Inilah, 5 Cara Guna Mengenali dan Mengembangkan Minat Bakat Anak


Inilah, 5 Cara Guna Mengenali dan Mengembangkan Minat Bakat Anak

Pada masa tumbuh kembang anak, di antara hal urgen tidak boleh dilewatkan orangtua ialah mengenali minat dan bakat anak.

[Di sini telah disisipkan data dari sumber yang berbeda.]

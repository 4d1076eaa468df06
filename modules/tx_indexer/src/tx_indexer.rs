//! Andamio transaction indexer module
//! Filters the chain-sync stream down to platform-relevant transactions,
//! coalesces them into batches and persists each batch atomically.

pub mod buffer;
pub mod flush;
pub mod normalizer;
pub mod pipeline;
pub mod relevance;

pub use buffer::BatchBuffer;
pub use flush::{apply_rollback, process_batch, FlushCommand, FlushWorker};
pub use normalizer::normalize;
pub use pipeline::IngestPipeline;
pub use relevance::{is_relevant, RelevanceCache, RelevanceSet};
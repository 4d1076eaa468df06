//! REST handlers for datums, witnesses and redeemers

use crate::{rest_error::RESTError, types::parse_hash, ApiState};
use andamio_common::{
    model::{Datum, Redeemer, Witness},
    DatumHash, RedeemerTag, TxHash,
};
use axum::{
    extract::{Path, State},
    Json,
};

/// Handle `/datums/{datum_hash}`
pub async fn handle_datum(
    State(state): State<ApiState>,
    Path(datum_hash): Path<String>,
) -> Result<Json<Datum>, RESTError> {
    let datum_hash: DatumHash = parse_hash("datum_hash", &datum_hash)?;
    let mut txn = state.db.read().await?;
    let datum = state.db.metadata().datum(&mut txn, &datum_hash).await?;
    txn.discard().await;
    datum.map(Json).ok_or_else(|| RESTError::not_found("datum"))
}

/// Handle `/witnesses/{tx_hash}`
pub async fn handle_witness(
    State(state): State<ApiState>,
    Path(tx_hash): Path<String>,
) -> Result<Json<Witness>, RESTError> {
    let tx_hash: TxHash = parse_hash("tx_hash", &tx_hash)?;
    let mut txn = state.db.read().await?;
    let witness = state.db.metadata().witness(&mut txn, &tx_hash).await?;
    txn.discard().await;
    witness.map(Json).ok_or_else(|| RESTError::not_found("witness"))
}

/// Handle `/redeemers/{tx_hash}/{tag}/{index}`
pub async fn handle_redeemer(
    State(state): State<ApiState>,
    Path((tx_hash, tag, index)): Path<(String, String, u32)>,
) -> Result<Json<Redeemer>, RESTError> {
    let tx_hash: TxHash = parse_hash("tx_hash", &tx_hash)?;
    let tag: RedeemerTag = tag.parse().map_err(|e: String| RESTError::invalid_param("tag", e))?;
    let mut txn = state.db.read().await?;
    let redeemer = state.db.metadata().redeemer(&mut txn, &tx_hash, tag, index).await?;
    txn.discard().await;
    redeemer.map(Json).ok_or_else(|| RESTError::not_found("redeemer"))
}
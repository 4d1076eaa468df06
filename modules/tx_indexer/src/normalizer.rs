//! Turns a decoded transaction event into the persisted aggregate

use andamio_common::{
    asset::{flatten, AssetMap},
    model::{
        Asset, Datum, Redeemer, SimpleUtxo, Transaction, TransactionInput, TransactionOutput,
        Witness,
    },
    DatumEvent, IndexerError, IndexerResult, TransactionContext, TransactionEvent, TxHash,
};

fn assets_of(utxo_id: &TxHash, utxo_index: u32, assets: &AssetMap) -> IndexerResult<Vec<Asset>> {
    Ok(flatten(assets)?
        .into_iter()
        .map(|flat| Asset {
            utxo_id: *utxo_id,
            utxo_index,
            name: flat.name,
            name_hex: flat.name_hex,
            policy_id: flat.policy_id,
            fingerprint: flat.fingerprint,
            amount: flat.amount,
        })
        .collect())
}

fn datum_of(utxo_id: &TxHash, utxo_index: u32, datum: &Option<DatumEvent>) -> Option<Datum> {
    datum.as_ref().map(|datum| Datum {
        utxo_id: *utxo_id,
        utxo_index,
        datum_hash: datum.hash,
        datum_cbor: datum.cbor.clone(),
    })
}

/// Build the aggregate for one admitted transaction.
///
/// Fails with `InputsMismatch` unless every input was resolved.
pub fn normalize(event: &TransactionEvent, context: &TransactionContext) -> IndexerResult<Transaction> {
    let tx_hash = event.tx_hash;
    if event.inputs.len() != event.resolved_inputs.len() {
        return Err(IndexerError::InputsMismatch { tx_hash });
    }

    let inputs = event
        .inputs
        .iter()
        .zip(&event.resolved_inputs)
        .map(|(input, resolved)| {
            Ok(TransactionInput {
                tx_hash,
                utxo_id: input.tx_hash,
                utxo_index: input.index,
                address: resolved.address.clone(),
                amount: resolved.amount,
                assets: assets_of(&input.tx_hash, input.index, &resolved.assets)?,
                datum: datum_of(&input.tx_hash, input.index, &resolved.datum),
                cbor: resolved.cbor.clone(),
            })
        })
        .collect::<IndexerResult<Vec<_>>>()?;

    let outputs = event
        .outputs
        .iter()
        .enumerate()
        .map(|(index, output)| {
            let utxo_index = index as u32;
            Ok(TransactionOutput {
                utxo_id: tx_hash,
                utxo_index,
                address: output.address.clone(),
                amount: output.amount,
                assets: assets_of(&tx_hash, utxo_index, &output.assets)?,
                datum: datum_of(&tx_hash, utxo_index, &output.datum),
                cbor: output.cbor.clone(),
            })
        })
        .collect::<IndexerResult<Vec<_>>>()?;

    let reference_inputs = event
        .reference_inputs
        .iter()
        .map(|utxo| SimpleUtxo {
            tx_hash,
            utxo_id: utxo.tx_hash,
            utxo_index: utxo.index,
        })
        .collect();

    let witnesses = &event.witnesses;
    let witness = Witness {
        tx_hash,
        plutus_v1_scripts: witnesses.plutus_v1_scripts.clone(),
        plutus_v2_scripts: witnesses.plutus_v2_scripts.clone(),
        plutus_v3_scripts: witnesses.plutus_v3_scripts.clone(),
        plutus_data: witnesses.plutus_data.clone(),
        redeemers: witnesses
            .redeemers
            .iter()
            .map(|r| Redeemer {
                tag: r.tag,
                index: r.index,
                cbor: r.cbor.clone(),
            })
            .collect(),
    };

    Ok(Transaction {
        tx_hash,
        block_hash: event.block_hash,
        block_number: context.block_number,
        slot_number: context.slot_number,
        fee: event.fee,
        ttl: event.ttl,
        metadata: event.metadata.clone(),
        withdrawals: event.withdrawals.clone(),
        certificates: event.certificates.clone(),
        inputs,
        outputs,
        reference_inputs,
        witness,
        cbor: event.cbor.clone(),
    })
}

Mengenali minat dan bakat anak semenjak usia dini akan paling bermanfaat untuk orangtua guna mengarahkannya secara tepat dan cocok usia. Minat dan bakat anak nantinya bakal menjadi life skill, yaitu keterampilan khusus guna dapat bertahan hidup dan menjadi berhasil. Ini menjadi bekal yang sangat berfungsi hingga mereka dewasa nanti.

Sahabat Keluarga dari Kementerian Pendidikan dan Kebudayaan menyerahkan 5 etape bagaimana mengembangkanminat dan bakat anak semenjak dini:

1. Memberikan stimulus

Beri rangsangan pada anak untuk dapat lebih bereksplorasi terhadap diri dan lingkungan. Orangtua dapat mengawali dengan memberi peluang pada anak mengenal sekian banyak macam format kegiatan, olahraga, hobi, musik, atau sekian banyak jenis kegiatan di sekelilingnya.

Tentunya urusan ini perlu dilaksanakan dengan memakai pendekatan enteng dan mengasyikkan sesuai umur anak.

Sebagai contoh, orangtua dapat menyuruh anak ke lapangan guna melihat sekian banyak  macam jenis olahraga, menghadiri peragaan musik ramah anak, menonton pentas-pentas kesenian atau dengan berjalan-jalan di taman bermain. Melalui stimulan ini, orangtua bisa mendeteksi apa yang menjadi minat dan bakat anak.

2. Mengamati tingkah laku

Dalam etape ini, orangtua mulai mengobservasi pada jenis pekerjaan apa anak merasa senang, hendak melakukan berulangkali, atau merasa tertarik sampai-sampai selalu hendak tahu lebih banyak.

Sebagai contoh, setelah sejumlah kali disuruh main di lapangan olahraga, anak merasa tertarik dengan sekumpulan orang yang bermain sepatu roda, maka orangtua dapat menyuruh anak lebih mengenal olahraga unik perhatiannya itu.

3. Perhatikan kecerdasan

Tidak terdapat anak yang tidak cerdas. Setidaknya terdapat 9 jenis kecerdasan dipunyai anak, yaitu www.pelajaran.id kepintaran bahasa, kepintaran logika matematika, kepintaran visual spasial, kepintaran kinestetik, kepintaran interpersonal, kepintaran intrapersonal, kepintaran naturalis dan kepintaran ekstensial.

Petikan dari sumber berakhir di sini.